連載:空間演出ユニットhuez「3.5次元のライブ演出」 『CY8ER 4th ワンマンライブ』の仕掛けを解説

 

空間ディレクターの見せどころ

 自分の演出は基本的に、ハードから最初につくる。何故かと言うと、ライブハウスやクラブは、形が決まっていて、つまり条件が限られているからだ。そうすると、この条件の箱のなかで、果たしてどんな舞台美術を入れてやったらおもしろいだろうかと。だからハード面のできることを先に限定して潰してしまう。

 箱の制約は、ストレートに言うと広さだ。それに応じて置けるものが限定されるし、使用できる機材も変わってくる。その上で、映像のあるなし、舞台を拡張するかどうか、などを判断していく。もちろん予算もあるから、それによって、入れられるもの、入れられないものが発生する。あとは会場の電気容量も大きい。

舞台プラン図

 今回、舞台美術は比較的シンプルで、左右に単管があり、上にトラスが入っている、というある種シンメトリーのステージ。そして、目の前にメンバーの数だけお立ち台がある。また、条件にYunomiさんにDJをやってもらう、というのがあり、後方にDJブースを組んでいる。

 機材は、LEDディスプレイと、ムービングと、レーザー。LEDディスプレイは、センターに1面、左右に長っ細い「短冊」という形のものが2面、DJブースに1面。ムービングは34台、レーザーは17台入れたが、この規模なら通常、ムービング20台、レーザー6台も入れたら充分に派手な演出ができる。この規模でこの物量は聞いたことがない。つまり今回は、かなり勝負したということだ。

 自分は空間演出家だから、どのように空間を使ったらおもしろいかを考える。当たり前だが、ライブハウスの数は限られている。きっとオーディエンスの方々は、STUDIO COASTには何回も来ている。そこをいかにSTUDIO COASTのように見えなくするか、というのが一つ、空間ディレクターの醍醐味というか、腕の見せどころだ。

強行的にスケールを大きくする


 そうすると、この箱の条件で、空間設計のなかで、果たしてどんなセットリストを入れてやったらおもしろいか、ということも見えてくる。セトリを組むとき、全体の曲の並べ方はhuezの得意な人間に振っているのだが、ただ今回は、自分が細部まで指示を出して、やるべきだと思っているギミックを全解像度のなかに突っ込んでいる。

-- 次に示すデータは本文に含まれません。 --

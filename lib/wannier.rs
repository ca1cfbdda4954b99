//! The Wannierization engine: trial-function projection, subspace selection
//! (disentanglement), gauge optimization, and the inverse Fourier transform
//! to home-cell Wannier functions.
//!
//! The engine owns two state containers: the energy eigenstates, written
//! once when the model is solved on the mesh, and the "tilde" working
//! states, which are replaced wholesale by every projection, subspace, or
//! gauge update. Both iterative minimizers run strictly sequentially across
//! iterations; numerical trouble inside them (spread increasing, gradient
//! growing, exhausted budgets) is logged and never aborts a run.

use log::{ debug, warn };
use ndarray::{ self as nd, s };
use ndarray_linalg::{ self as la, Eigh, SVD };
use num_complex::Complex64 as C64;
use rand::Rng;
use crate::{
    bands::{ self, KPath },
    bloch::{ projector, states_pbc, BlochSet, Gauge },
    error::{ WannierError, WindowError },
    kmesh::{ KMesh, NbrTable },
    lattice::Lattice,
    model::TightBinding,
    spread::{ self, Spread },
    trial::{ self, Trials },
    utils::{ expm_antiherm, ifftn_mesh, orthonormal_rows },
    DEF_MAXITERS,
    DEF_MIXING,
    DEF_STEP,
    DEF_TOL,
    WResult,
};

/// Selects a set of candidate states at every mesh point.
///
/// Resolved exactly once, against the solved band energies, into per-k
/// index tables; all downstream algorithms are table-driven.
#[derive(Clone, Debug)]
pub enum Window {
    /// The lower half of the bands (half filling).
    Occupied,
    /// Explicit band indices, applied uniformly at every mesh point.
    Bands(Vec<usize>),
    /// All bands with energy inside `[min, max]`; the number of selected
    /// states may vary from mesh point to mesh point.
    Energy { min: f64, max: f64 },
}

impl Window {
    /// Per-mesh-point sorted band-index table.
    pub(crate) fn resolve(
        &self,
        energies: nd::ArrayView2<f64>,
        n_occ: usize,
    ) -> Result<Vec<Vec<usize>>, WindowError> {
        let (nk, n_states) = energies.dim();
        match self {
            Self::Occupied => Ok(vec![(0..n_occ).collect(); nk]),
            Self::Bands(bands) => {
                let mut idx: Vec<usize> = bands.clone();
                idx.sort_unstable();
                idx.dedup();
                if let Some(&band) = idx.iter().find(|&&b| b >= n_states) {
                    return Err(WindowError::BandOutOfRange {
                        band, n_states });
                }
                Ok(vec![idx; nk])
            },
            Self::Energy { min, max } => {
                Ok((0..nk)
                    .map(|k| {
                        energies.row(k).iter().enumerate()
                            .filter(|(_, &e)| (*min..=*max).contains(&e))
                            .map(|(n, _)| n)
                            .collect()
                    })
                    .collect())
            },
        }
    }
}

/// Tunables for subspace selection (Ω_I minimization).
#[derive(Clone, Debug)]
pub struct SubspaceOpts {
    /// Iteration budget (default: `1000`).
    pub maxiters: usize,
    /// Convergence tolerance on the projected remaining change in Ω_I
    /// (default: `1e-10`).
    pub tol: f64,
    /// Projector mixing factor in (0, 1]; 1 is undamped (default: `1.0`).
    pub alpha: f64,
}

impl Default for SubspaceOpts {
    fn default() -> Self {
        Self { maxiters: DEF_MAXITERS, tol: DEF_TOL, alpha: DEF_MIXING }
    }
}

/// Tunables for gauge optimization (Ω̃ minimization).
#[derive(Clone, Debug)]
pub struct GaugeOpts {
    /// Gradient-descent step size ε (default: `1e-3`).
    pub eps: f64,
    /// Constant damping factor η on the step (default: `1.0`).
    pub eta: f64,
    /// Iteration budget (default: `1000`).
    pub maxiters: usize,
    /// Convergence tolerance on the gradient norm and the projected
    /// remaining change in Ω̃ (default: `1e-10`).
    pub tol: f64,
    /// Opt-in stagnation escape: when set, a random anti-Hermitian
    /// perturbation of this relative scale is applied to the unitaries
    /// whenever the gradient stalls (default: `None`).
    pub stagnation_kick: Option<f64>,
}

impl Default for GaugeOpts {
    fn default() -> Self {
        Self {
            eps: DEF_STEP,
            eta: 1.0,
            maxiters: DEF_MAXITERS,
            tol: DEF_TOL,
            stagnation_kick: None,
        }
    }
}

/// Outcome of a subspace-selection run.
#[derive(Clone, Debug)]
pub struct SubspaceReport {
    /// Final gauge-invariant spread.
    pub omega_i: f64,
    /// Iterations actually performed.
    pub iterations: usize,
    /// Whether the tolerance was met within the budget.
    pub converged: bool,
}

/// Outcome of a gauge-optimization run.
#[derive(Clone, Debug)]
pub struct GaugeReport {
    /// Final gauge-dependent spread.
    pub omega_til: f64,
    /// Final gradient norm.
    pub grad_norm: f64,
    /// Iterations actually performed.
    pub iterations: usize,
    /// Whether the tolerance was met within the budget.
    pub converged: bool,
}

/// Wannierization engine over a tight-binding model.
pub struct Wannier<M> {
    model: M,
    lattice: Lattice,
    mesh: KMesh,
    nbr: NbrTable,
    // energy eigenstates; written once here, read-only thereafter
    eig: BlochSet,
    // [n_trial, n_orb]
    trials: nd::Array2<C64>,
    // working states; rewritten wholesale, never partially mutated
    tilde: Option<BlochSet>,
    // [n₁, …, n_D, wannier, orbital]
    wfs: Option<nd::ArrayD<C64>>,
}
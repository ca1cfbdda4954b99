//! Static real-space geometry: primitive lattice vectors, their reciprocal
//! counterparts, and orbital positions.

use std::f64::consts::TAU;
use ndarray as nd;
use ndarray_linalg::Inverse;
use crate::error::LatticeError;

/// Immutable lattice geometry.
///
/// Rows of the lattice matrix are the real-space primitive vectors; rows of
/// the reciprocal matrix are the reciprocal vectors, normalized so that
/// `lat · recipᵗ = 2π · I`. Orbital positions are stored in reduced
/// (fractional) coordinates and never change after construction.
#[derive(Clone, Debug)]
pub struct Lattice {
    // [dim, dim]; rows are primitive vectors
    lat: nd::Array2<f64>,
    // [dim, dim]; rows are reciprocal vectors
    recip: nd::Array2<f64>,
    // [n_orb, dim]; reduced coordinates
    orbs: nd::Array2<f64>,
}

impl Lattice {
    /// Create a new `Lattice` from a square matrix of row-wise primitive
    /// vectors and a matrix of row-wise reduced orbital positions.
    pub fn new(lat: nd::Array2<f64>, orbs: nd::Array2<f64>)
        -> Result<Self, LatticeError>
    {
        let (r, c) = lat.dim();
        if r != c { return Err(LatticeError::NotSquare(r, c)); }
        if orbs.ncols() != r {
            return Err(
                LatticeError::OrbDim { expected: r, got: orbs.ncols() });
        }
        let recip = lat.inv()?.t().mapv(|a| TAU * a);
        Ok(Self { lat, recip, orbs })
    }

    /// Number of periodic dimensions.
    pub fn dim(&self) -> usize { self.lat.nrows() }

    /// Number of orbitals in the home cell.
    pub fn n_orb(&self) -> usize { self.orbs.nrows() }

    /// Real-space primitive vectors (rows).
    pub fn lat_vecs(&self) -> nd::ArrayView2<f64> { self.lat.view() }

    /// Reciprocal lattice vectors (rows).
    pub fn recip_vecs(&self) -> nd::ArrayView2<f64> { self.recip.view() }

    /// Orbital positions in reduced coordinates.
    pub fn orbs(&self) -> nd::ArrayView2<f64> { self.orbs.view() }

    /// Orbital positions in Cartesian coordinates.
    pub fn orbs_cart(&self) -> nd::Array2<f64> { self.orbs.dot(&self.lat) }

    /// Convert a reduced position to Cartesian coordinates.
    pub fn to_cart(&self, red: nd::ArrayView1<f64>) -> nd::Array1<f64> {
        red.dot(&self.lat)
    }

    /// Convert a reduced k-point to Cartesian reciprocal coordinates.
    pub fn k_to_cart(&self, k_red: nd::ArrayView1<f64>) -> nd::Array1<f64> {
        k_red.dot(&self.recip)
    }
}

#[cfg(test)]
mod tests {
    use super::*;
    use ndarray as nd;

    #[test]
    fn reciprocal_duality() {
        let lat = nd::array![[1.0, 0.1], [0.0, 1.2]];
        let orbs = nd::array![[0.0, 0.0], [0.5, 0.5]];
        let lattice = Lattice::new(lat.clone(), orbs).unwrap();
        let prod = lat.dot(&lattice.recip_vecs().t());
        for i in 0..2 {
            for j in 0..2 {
                let expected = if i == j { TAU } else { 0.0 };
                assert!((prod[[i, j]] - expected).abs() < 1e-12);
            }
        }
    }

    #[test]
    fn cartesian_orbitals() {
        let lat = nd::array![[2.0, 0.0], [0.0, 3.0]];
        let orbs = nd::array![[0.5, 0.5]];
        let lattice = Lattice::new(lat, orbs).unwrap();
        let cart = lattice.orbs_cart();
        assert!((cart[[0, 0]] - 1.0).abs() < 1e-14);
        assert!((cart[[0, 1]] - 1.5).abs() < 1e-14);
    }

    #[test]
    fn rejects_mismatched_orbitals() {
        let lat = nd::array![[1.0, 0.0], [0.0, 1.0]];
        let orbs = nd::array![[0.0, 0.0, 0.0]];
        assert!(matches!(
            Lattice::new(lat, orbs),
            Err(LatticeError::OrbDim { expected: 2, got: 3 }),
        ));
    }
}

 解像度について言うと、まずいちばん大枠から決める。全体の波だ。その次にブロックの中身を決めて、曲で何をするかを決めて、「この曲のこの音でこれをやってください」という4段階のフォーカスを組んでいく。全体、ブロック、曲、音という4段階の細かさ。それによって統一性をとる、という。

 4段階を逆走するが、ワンマンライブを1曲1曲で見ない。さらに言うならブロックで見ない。さらに大きくすると、このワンマンライブの全体構成だけで見ない。じゃあ次のワンマンライブを考えましょう、2コ目、3コ目、先のことを考えましょう。CY8ERという大きな流れがどういうものなのかを考えましょう、ということだ。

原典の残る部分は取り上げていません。